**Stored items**
━━━━━━━━━━━━━━━━

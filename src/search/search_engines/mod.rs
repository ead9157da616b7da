mod greedy;
mod idastar;
mod lrtastar;
mod search_engine;
mod search_options;

pub use greedy::{Greedy, GreedyOrdering};
pub use idastar::IdaStar;
pub use lrtastar::LrtaStar;
pub use search_engine::{
    DomainSearchResult, SearchEngine, SearchEngineName, SearchOutcome, SearchResult,
};
pub use search_options::{ConfigError, SearchOptions, DEFAULT_LSS_SIZE};
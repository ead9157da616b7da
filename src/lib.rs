#![warn(missing_debug_implementations)]
#![deny(non_ascii_idents)]
#![deny(trivial_casts)]
#![deny(trivial_numeric_casts)]
#![deny(unit_bindings)]
#![warn(unused_crate_dependencies)]
#![warn(unused_qualifications)]

// Crate dependencies used in binary but not in library. Unfortunately cargo
// does not yet allow specifying dependencies for binaries only.
use tracing_subscriber as _;

pub mod domains;
pub mod parsed_types;
pub mod parsers;
pub mod search;

#[cfg(test)]
mod test_utils;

━━━━━━━━━━━━━━━━

Your task is to retype the data exactly, with no line missing.

filename src/search/search_engines/mod.rs
repository ead9157da616b7da
mod greedy;
mod idastar;
mod lrtastar;
mod search_engine;
mod search_options;

pub use greedy::{Greedy, GreedyOrdering};
pub use idastar::IdaStar;
pub use lrtastar::LrtaStar;
pub use search_engine::{
    DomainSearchResult, SearchEngine, SearchEngineName, SearchOutcome, SearchResult,
};
pub use search_options::{ConfigError, SearchOptions, DEFAULT_LSS_SIZE};
repository ead9157da616b7da
filename src/lib.rs
#![warn(missing_debug_implementations)]
#![deny(non_ascii_idents)]
#![deny(trivial_casts)]
#![deny(trivial_numeric_casts)]
#![deny(unit_bindings)]
#![warn(unused_crate_dependencies)]
#![warn(unused_qualifications)]

// Crate dependencies used in binary but not in library. Unfortunately cargo
// does not yet allow specifying dependencies for binaries only.
use tracing_subscriber as _;

pub mod domains;
pub mod parsed_types;
pub mod parsers;
pub mod search;

#[cfg(test)]
mod test_utils;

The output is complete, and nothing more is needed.